TRY IT
How many lines below contain the string "bool"? Reply with the figure and no further words.

DATA EXTRACT: Begin

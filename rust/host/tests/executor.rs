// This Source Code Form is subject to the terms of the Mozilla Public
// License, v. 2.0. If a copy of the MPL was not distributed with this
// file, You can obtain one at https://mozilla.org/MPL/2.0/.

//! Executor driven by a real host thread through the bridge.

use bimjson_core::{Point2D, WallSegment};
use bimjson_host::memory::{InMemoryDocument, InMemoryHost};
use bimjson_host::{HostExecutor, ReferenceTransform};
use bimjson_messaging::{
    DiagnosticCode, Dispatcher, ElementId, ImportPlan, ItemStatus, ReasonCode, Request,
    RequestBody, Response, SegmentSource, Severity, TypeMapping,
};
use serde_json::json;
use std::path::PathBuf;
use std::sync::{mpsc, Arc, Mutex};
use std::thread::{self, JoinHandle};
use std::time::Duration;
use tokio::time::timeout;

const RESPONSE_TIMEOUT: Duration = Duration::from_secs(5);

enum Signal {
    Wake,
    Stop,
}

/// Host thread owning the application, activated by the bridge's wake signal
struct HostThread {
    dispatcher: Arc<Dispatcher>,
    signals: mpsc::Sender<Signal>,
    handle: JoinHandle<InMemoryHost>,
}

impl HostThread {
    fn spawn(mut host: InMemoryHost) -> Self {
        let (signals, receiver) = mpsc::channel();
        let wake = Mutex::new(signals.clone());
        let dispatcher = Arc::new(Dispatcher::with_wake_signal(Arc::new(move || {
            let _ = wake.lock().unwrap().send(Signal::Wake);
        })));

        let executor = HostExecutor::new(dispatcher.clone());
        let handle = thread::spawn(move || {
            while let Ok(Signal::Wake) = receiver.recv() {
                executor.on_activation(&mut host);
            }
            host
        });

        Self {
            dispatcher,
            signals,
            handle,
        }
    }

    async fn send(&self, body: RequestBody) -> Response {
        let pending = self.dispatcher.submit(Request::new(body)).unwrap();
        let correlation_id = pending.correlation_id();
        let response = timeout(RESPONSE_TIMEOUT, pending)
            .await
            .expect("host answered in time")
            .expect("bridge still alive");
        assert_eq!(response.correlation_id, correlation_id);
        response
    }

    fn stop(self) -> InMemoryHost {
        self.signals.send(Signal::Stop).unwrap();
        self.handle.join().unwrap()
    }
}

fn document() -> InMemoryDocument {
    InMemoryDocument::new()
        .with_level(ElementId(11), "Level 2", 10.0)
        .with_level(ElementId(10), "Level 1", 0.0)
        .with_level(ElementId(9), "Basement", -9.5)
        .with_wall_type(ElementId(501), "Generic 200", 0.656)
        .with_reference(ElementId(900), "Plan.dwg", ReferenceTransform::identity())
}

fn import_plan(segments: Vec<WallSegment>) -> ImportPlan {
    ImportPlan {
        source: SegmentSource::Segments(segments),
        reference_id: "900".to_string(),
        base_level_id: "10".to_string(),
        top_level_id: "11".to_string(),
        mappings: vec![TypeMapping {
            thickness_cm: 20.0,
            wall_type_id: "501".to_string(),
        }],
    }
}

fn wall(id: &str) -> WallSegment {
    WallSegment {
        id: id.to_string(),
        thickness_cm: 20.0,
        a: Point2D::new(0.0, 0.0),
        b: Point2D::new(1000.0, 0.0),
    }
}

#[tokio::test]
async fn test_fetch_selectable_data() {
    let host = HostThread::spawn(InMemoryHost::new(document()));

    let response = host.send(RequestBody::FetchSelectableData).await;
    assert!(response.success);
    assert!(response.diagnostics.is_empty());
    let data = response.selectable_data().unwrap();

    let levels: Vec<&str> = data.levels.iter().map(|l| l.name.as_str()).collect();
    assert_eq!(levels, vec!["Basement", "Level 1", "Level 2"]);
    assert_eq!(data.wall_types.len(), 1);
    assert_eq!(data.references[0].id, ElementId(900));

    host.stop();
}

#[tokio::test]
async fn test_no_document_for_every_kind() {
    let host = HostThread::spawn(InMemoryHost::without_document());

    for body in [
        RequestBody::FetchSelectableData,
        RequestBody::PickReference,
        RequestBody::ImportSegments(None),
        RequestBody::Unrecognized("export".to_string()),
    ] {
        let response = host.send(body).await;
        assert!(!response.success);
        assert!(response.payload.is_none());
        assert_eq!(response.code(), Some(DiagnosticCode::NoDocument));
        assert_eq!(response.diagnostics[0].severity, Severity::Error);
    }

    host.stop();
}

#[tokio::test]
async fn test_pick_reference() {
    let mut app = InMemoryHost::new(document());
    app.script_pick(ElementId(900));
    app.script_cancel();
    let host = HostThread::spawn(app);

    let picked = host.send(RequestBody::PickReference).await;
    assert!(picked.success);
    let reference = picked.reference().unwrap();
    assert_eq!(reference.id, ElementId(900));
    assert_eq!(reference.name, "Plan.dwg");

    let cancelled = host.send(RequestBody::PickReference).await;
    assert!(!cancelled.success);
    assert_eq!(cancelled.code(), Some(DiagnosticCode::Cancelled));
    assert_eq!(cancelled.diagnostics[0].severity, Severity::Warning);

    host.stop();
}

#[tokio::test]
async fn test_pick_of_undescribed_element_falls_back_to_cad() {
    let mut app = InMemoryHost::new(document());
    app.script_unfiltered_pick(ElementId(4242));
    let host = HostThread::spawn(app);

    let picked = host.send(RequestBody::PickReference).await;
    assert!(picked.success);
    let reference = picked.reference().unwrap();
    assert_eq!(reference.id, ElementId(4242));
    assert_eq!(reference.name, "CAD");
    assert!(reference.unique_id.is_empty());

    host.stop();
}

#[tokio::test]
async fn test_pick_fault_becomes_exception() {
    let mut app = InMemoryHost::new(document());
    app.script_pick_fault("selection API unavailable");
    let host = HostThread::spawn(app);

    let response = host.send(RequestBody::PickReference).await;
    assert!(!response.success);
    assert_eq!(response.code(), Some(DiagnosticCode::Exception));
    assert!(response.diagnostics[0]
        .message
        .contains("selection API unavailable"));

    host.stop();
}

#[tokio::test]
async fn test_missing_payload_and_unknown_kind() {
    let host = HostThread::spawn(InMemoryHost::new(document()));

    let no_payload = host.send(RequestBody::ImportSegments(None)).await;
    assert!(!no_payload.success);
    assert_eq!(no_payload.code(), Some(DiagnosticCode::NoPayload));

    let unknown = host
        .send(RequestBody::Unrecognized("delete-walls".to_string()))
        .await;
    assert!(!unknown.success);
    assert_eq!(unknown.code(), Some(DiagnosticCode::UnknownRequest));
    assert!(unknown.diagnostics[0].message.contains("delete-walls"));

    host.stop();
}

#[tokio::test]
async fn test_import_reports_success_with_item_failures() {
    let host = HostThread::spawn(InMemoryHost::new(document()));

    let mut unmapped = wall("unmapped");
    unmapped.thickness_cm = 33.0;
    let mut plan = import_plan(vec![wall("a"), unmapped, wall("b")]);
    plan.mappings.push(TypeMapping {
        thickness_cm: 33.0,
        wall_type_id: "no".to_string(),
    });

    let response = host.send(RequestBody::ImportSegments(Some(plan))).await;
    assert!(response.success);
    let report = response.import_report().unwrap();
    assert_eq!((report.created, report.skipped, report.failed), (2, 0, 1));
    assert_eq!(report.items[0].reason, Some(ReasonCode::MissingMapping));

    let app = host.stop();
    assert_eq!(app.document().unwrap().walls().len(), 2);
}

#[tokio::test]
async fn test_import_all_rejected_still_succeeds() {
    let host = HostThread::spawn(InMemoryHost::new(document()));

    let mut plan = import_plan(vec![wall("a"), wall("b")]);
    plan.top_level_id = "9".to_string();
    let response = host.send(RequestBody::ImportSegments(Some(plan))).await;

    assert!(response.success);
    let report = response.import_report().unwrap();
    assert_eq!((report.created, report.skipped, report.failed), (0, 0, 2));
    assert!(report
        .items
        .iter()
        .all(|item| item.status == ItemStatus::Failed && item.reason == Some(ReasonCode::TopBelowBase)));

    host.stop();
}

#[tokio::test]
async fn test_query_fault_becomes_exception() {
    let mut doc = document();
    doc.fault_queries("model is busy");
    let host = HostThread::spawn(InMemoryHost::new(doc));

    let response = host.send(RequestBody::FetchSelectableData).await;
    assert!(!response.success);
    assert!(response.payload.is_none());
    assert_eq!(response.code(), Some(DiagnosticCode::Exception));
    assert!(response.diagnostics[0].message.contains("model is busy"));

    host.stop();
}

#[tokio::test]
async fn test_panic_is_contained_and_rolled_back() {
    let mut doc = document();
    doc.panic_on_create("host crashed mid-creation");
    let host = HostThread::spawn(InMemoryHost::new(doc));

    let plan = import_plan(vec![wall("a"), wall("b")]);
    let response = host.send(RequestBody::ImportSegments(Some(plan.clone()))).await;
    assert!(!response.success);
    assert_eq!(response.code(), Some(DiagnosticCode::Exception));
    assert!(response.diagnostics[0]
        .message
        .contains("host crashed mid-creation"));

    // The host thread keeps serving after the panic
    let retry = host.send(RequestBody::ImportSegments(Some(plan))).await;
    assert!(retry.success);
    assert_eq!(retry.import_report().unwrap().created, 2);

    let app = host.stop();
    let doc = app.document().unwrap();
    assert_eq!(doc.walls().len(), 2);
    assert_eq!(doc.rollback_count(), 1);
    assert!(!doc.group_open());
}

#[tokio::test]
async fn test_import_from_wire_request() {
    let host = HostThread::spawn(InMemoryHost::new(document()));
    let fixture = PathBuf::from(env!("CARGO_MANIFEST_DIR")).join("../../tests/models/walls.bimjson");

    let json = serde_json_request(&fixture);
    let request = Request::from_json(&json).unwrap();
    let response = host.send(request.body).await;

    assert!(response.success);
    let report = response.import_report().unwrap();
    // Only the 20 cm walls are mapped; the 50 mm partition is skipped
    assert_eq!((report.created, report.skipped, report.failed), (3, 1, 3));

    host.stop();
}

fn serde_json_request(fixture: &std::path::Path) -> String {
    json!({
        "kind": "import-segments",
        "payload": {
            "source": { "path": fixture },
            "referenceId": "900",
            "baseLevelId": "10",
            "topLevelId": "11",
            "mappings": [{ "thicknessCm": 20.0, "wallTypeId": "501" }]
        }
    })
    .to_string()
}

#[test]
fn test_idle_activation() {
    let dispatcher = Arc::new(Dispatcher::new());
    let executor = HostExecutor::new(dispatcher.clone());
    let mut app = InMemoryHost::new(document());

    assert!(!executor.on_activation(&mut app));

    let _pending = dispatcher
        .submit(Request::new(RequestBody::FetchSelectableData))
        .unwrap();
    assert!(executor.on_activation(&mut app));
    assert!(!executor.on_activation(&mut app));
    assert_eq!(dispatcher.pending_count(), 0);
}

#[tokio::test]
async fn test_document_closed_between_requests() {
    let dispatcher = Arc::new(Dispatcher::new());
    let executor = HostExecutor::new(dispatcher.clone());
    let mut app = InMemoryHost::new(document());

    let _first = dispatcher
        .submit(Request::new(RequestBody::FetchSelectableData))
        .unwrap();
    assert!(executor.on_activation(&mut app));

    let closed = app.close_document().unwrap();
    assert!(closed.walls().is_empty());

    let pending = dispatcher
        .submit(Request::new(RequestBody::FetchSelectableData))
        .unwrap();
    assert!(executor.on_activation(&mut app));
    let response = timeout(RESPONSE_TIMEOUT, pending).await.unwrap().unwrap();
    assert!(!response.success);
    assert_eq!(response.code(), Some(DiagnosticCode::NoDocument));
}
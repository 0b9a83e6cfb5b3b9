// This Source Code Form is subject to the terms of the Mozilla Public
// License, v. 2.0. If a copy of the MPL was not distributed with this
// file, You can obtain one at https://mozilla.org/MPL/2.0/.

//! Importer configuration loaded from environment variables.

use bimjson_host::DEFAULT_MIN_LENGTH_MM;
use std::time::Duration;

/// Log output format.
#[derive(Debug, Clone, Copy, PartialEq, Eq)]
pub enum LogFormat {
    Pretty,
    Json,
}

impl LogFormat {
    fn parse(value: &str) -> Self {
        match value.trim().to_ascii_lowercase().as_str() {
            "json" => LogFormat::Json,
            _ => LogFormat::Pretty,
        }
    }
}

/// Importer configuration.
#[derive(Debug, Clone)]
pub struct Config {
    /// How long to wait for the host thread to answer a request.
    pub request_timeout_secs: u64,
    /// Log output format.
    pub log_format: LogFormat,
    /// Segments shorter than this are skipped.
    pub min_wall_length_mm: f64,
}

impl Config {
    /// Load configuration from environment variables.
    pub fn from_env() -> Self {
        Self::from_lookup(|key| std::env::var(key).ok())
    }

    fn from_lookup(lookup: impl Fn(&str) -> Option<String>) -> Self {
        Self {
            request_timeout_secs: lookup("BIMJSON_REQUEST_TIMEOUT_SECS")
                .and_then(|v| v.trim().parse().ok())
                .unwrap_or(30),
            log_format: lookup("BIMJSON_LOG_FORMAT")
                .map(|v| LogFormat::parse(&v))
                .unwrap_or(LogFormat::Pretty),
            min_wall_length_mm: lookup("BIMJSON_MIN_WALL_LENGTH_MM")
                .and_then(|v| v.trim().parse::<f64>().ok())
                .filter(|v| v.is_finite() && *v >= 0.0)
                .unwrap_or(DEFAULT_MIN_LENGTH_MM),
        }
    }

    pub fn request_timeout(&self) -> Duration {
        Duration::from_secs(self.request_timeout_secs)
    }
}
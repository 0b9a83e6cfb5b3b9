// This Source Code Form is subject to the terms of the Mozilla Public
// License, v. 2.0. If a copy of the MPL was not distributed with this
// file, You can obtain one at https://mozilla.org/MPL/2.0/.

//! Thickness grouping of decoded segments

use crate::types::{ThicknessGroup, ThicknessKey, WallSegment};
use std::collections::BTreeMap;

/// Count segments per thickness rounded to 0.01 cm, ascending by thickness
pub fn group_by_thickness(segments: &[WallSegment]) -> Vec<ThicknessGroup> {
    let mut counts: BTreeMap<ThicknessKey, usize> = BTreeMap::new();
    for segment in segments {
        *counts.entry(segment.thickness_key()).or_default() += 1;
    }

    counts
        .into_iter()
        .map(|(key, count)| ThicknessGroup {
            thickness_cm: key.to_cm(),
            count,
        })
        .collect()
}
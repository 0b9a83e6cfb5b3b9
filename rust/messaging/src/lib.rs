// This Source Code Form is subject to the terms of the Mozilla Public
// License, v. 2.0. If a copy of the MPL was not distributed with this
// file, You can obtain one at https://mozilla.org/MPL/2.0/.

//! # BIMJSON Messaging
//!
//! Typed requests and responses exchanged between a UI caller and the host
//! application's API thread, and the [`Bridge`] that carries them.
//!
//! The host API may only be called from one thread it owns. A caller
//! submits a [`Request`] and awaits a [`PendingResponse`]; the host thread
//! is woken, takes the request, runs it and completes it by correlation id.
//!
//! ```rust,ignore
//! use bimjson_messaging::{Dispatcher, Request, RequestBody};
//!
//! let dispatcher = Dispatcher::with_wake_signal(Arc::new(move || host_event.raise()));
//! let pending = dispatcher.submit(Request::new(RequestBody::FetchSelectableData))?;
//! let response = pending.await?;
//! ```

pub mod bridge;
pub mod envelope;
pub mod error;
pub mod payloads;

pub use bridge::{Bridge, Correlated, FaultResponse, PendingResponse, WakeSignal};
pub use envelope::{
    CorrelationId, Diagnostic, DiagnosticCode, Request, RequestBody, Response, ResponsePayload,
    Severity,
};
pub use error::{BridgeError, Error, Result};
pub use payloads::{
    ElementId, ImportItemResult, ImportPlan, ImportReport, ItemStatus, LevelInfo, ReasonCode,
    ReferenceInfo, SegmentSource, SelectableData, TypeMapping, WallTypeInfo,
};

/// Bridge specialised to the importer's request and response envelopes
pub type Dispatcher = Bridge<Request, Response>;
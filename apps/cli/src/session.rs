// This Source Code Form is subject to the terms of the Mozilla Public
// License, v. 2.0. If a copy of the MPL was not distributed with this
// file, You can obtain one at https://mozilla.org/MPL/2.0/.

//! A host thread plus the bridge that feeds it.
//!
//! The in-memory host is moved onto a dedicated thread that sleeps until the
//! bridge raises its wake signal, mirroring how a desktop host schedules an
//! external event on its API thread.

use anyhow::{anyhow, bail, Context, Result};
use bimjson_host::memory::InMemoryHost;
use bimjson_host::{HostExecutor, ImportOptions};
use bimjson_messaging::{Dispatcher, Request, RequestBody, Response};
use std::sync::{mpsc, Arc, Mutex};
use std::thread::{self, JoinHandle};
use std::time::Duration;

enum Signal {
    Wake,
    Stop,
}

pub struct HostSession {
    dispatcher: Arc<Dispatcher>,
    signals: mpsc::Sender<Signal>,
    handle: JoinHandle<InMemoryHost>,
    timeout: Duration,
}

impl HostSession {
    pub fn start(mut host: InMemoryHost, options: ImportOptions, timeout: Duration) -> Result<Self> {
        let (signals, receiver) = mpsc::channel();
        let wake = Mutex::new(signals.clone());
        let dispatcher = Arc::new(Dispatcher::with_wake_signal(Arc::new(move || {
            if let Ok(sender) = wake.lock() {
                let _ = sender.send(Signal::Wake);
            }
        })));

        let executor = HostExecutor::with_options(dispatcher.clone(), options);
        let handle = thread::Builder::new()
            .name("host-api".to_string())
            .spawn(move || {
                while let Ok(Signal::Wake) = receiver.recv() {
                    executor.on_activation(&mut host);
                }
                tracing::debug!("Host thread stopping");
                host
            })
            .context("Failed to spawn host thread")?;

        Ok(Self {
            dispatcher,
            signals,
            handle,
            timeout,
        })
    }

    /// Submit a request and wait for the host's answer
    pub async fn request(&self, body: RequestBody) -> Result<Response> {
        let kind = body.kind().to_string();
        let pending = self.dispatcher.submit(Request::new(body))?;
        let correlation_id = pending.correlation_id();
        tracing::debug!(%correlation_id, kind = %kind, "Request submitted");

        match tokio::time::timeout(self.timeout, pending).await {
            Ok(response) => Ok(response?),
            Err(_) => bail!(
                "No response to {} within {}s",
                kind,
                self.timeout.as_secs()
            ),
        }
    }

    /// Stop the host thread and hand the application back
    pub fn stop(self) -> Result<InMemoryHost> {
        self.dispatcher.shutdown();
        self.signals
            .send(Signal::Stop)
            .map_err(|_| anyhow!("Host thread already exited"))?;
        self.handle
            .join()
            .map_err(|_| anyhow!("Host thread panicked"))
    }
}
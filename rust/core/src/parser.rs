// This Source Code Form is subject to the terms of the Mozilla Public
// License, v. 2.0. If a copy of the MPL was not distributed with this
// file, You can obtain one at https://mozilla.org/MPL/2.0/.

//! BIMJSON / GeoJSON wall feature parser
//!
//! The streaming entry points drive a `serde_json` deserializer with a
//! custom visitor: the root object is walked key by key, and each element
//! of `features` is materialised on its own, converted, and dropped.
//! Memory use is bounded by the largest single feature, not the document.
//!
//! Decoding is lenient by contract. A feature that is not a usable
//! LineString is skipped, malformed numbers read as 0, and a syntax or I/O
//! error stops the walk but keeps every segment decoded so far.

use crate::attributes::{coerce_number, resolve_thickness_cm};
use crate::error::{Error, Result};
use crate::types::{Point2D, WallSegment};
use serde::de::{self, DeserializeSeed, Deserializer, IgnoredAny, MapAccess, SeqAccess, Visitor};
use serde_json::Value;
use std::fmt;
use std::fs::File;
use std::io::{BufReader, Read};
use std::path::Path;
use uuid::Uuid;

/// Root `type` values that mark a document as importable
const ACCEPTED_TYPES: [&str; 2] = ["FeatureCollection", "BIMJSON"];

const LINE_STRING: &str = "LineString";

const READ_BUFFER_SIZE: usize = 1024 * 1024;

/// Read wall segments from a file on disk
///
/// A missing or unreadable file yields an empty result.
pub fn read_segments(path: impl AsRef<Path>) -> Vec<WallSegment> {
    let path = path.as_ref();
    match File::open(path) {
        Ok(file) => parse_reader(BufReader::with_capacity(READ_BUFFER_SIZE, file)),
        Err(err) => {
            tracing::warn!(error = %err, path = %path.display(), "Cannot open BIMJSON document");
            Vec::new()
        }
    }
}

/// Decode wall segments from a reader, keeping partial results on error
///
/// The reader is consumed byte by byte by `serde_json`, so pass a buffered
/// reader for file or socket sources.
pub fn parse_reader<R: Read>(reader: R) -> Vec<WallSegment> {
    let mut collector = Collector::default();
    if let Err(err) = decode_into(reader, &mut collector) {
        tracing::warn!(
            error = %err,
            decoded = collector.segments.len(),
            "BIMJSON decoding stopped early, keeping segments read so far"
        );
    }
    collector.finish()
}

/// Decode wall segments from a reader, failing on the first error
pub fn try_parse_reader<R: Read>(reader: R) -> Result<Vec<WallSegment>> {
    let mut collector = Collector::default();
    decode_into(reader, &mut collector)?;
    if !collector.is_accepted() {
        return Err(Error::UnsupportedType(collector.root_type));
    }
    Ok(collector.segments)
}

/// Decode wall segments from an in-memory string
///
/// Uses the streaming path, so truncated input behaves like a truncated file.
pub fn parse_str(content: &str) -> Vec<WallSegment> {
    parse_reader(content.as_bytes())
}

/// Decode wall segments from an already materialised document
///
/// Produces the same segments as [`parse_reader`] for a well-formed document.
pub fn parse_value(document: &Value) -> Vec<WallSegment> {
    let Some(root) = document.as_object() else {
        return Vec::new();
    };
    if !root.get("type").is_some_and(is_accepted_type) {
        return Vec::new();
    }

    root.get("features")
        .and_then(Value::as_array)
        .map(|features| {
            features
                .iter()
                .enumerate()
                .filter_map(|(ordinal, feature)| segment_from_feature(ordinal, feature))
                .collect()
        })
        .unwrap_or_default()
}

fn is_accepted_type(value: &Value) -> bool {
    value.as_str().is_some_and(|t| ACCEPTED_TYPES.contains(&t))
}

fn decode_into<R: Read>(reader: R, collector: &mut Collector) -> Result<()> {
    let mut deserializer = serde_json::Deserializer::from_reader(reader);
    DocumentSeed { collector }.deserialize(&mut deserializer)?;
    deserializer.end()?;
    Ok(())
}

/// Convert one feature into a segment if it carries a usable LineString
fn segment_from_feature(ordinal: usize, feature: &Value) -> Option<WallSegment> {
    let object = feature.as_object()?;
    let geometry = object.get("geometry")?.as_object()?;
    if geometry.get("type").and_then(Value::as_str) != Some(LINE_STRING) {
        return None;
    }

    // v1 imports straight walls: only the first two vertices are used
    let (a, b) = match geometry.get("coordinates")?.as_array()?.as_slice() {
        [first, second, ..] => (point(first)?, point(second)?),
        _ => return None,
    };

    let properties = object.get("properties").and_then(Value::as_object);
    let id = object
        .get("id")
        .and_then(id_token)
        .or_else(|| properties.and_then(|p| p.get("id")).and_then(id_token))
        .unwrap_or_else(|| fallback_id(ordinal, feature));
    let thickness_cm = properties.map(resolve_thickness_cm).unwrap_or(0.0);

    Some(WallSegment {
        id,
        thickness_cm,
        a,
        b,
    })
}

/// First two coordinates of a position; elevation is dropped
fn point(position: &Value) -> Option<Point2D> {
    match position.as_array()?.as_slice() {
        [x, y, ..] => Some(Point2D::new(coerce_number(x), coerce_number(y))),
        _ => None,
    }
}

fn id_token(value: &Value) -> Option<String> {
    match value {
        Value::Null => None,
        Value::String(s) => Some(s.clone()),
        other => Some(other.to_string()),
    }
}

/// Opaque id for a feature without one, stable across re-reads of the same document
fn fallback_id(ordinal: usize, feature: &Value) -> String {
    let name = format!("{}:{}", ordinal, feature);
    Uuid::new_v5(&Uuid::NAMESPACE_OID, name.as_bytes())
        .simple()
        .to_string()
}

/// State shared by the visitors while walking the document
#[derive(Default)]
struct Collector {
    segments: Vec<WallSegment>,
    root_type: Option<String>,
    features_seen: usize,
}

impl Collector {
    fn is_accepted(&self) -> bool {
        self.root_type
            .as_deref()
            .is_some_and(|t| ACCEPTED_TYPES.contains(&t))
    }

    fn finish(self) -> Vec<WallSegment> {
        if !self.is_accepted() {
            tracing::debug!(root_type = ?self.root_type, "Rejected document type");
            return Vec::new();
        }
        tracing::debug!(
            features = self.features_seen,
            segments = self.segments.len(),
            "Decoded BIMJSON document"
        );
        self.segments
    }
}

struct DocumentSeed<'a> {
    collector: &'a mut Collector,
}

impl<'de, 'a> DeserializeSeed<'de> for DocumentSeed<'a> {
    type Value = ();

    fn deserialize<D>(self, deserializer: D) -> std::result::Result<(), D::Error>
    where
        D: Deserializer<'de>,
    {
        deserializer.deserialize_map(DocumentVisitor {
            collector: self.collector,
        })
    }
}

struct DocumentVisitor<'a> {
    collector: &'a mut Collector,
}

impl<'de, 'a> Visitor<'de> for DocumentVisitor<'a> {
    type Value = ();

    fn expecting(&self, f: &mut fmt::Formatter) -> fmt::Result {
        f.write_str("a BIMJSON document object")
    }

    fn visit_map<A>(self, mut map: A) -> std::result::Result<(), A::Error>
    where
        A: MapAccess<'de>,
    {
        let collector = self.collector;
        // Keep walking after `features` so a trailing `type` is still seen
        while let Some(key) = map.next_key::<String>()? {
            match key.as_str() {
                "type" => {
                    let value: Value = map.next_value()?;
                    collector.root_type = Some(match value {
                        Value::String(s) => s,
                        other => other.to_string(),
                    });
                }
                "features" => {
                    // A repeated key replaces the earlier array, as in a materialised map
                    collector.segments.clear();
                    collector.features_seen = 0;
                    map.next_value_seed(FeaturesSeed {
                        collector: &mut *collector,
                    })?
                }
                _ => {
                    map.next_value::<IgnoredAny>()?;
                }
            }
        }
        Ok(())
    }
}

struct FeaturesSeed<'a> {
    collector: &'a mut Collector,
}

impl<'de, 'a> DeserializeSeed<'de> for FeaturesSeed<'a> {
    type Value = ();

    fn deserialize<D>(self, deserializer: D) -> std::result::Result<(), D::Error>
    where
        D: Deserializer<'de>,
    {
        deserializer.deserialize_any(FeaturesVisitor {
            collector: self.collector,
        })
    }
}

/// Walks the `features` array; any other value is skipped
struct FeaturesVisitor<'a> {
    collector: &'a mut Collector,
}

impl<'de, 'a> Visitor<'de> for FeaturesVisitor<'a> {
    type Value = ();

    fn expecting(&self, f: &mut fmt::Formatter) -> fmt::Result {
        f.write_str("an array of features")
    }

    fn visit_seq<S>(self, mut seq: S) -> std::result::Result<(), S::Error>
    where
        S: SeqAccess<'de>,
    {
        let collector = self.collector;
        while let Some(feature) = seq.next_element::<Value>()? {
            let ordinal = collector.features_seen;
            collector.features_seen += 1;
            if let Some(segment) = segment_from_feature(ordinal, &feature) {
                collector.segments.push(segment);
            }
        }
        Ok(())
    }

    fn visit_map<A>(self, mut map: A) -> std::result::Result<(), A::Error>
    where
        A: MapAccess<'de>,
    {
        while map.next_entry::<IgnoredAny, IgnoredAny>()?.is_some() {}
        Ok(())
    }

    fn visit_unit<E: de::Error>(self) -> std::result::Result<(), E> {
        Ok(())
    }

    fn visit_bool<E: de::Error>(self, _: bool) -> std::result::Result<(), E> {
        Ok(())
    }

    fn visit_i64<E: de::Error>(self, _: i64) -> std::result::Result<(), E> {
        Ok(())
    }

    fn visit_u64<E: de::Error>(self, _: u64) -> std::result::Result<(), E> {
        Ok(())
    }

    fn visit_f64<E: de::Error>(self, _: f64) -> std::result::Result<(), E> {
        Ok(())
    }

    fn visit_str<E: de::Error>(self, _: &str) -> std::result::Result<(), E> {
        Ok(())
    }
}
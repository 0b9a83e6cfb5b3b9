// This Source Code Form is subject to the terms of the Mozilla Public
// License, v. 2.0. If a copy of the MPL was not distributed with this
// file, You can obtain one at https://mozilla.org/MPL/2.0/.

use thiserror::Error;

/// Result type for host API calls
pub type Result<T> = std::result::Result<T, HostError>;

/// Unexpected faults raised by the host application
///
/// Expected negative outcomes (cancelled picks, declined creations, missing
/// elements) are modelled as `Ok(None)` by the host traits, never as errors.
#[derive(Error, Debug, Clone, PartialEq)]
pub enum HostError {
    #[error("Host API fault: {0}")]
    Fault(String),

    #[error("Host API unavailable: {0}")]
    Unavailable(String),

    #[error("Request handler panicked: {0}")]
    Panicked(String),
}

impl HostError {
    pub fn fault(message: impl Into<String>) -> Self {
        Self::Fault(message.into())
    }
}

DATA EXTRACT: End

RESPONSE FOR THIS EXERCISE
3